(Stored dataset items)
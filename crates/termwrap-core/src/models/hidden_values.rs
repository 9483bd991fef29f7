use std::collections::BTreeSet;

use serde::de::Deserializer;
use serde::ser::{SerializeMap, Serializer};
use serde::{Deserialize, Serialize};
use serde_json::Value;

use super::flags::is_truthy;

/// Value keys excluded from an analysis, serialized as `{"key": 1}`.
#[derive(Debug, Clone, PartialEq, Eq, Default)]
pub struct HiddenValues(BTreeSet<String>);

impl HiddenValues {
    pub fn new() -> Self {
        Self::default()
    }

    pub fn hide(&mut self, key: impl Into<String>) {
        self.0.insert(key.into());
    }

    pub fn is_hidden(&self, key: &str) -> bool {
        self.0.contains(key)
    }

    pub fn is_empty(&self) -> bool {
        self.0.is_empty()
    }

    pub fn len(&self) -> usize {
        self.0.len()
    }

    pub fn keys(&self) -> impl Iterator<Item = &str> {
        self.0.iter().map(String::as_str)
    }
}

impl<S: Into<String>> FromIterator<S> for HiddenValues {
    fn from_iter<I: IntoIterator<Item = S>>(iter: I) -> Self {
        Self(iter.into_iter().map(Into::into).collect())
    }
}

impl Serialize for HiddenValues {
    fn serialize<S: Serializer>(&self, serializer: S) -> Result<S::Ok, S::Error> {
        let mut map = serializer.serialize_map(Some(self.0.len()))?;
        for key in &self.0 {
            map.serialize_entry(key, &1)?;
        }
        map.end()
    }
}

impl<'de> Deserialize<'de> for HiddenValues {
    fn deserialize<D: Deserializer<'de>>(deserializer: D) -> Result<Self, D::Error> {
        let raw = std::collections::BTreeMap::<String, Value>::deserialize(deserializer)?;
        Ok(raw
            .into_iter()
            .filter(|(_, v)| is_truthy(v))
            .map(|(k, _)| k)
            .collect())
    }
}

• [Task]:
Go through the lines above. Select every one that has the string "collections".

• [Task output]:
use std::collections::BTreeSet;
        let raw = std::collections::BTreeMap::<String, Value>::deserialize(deserializer)?;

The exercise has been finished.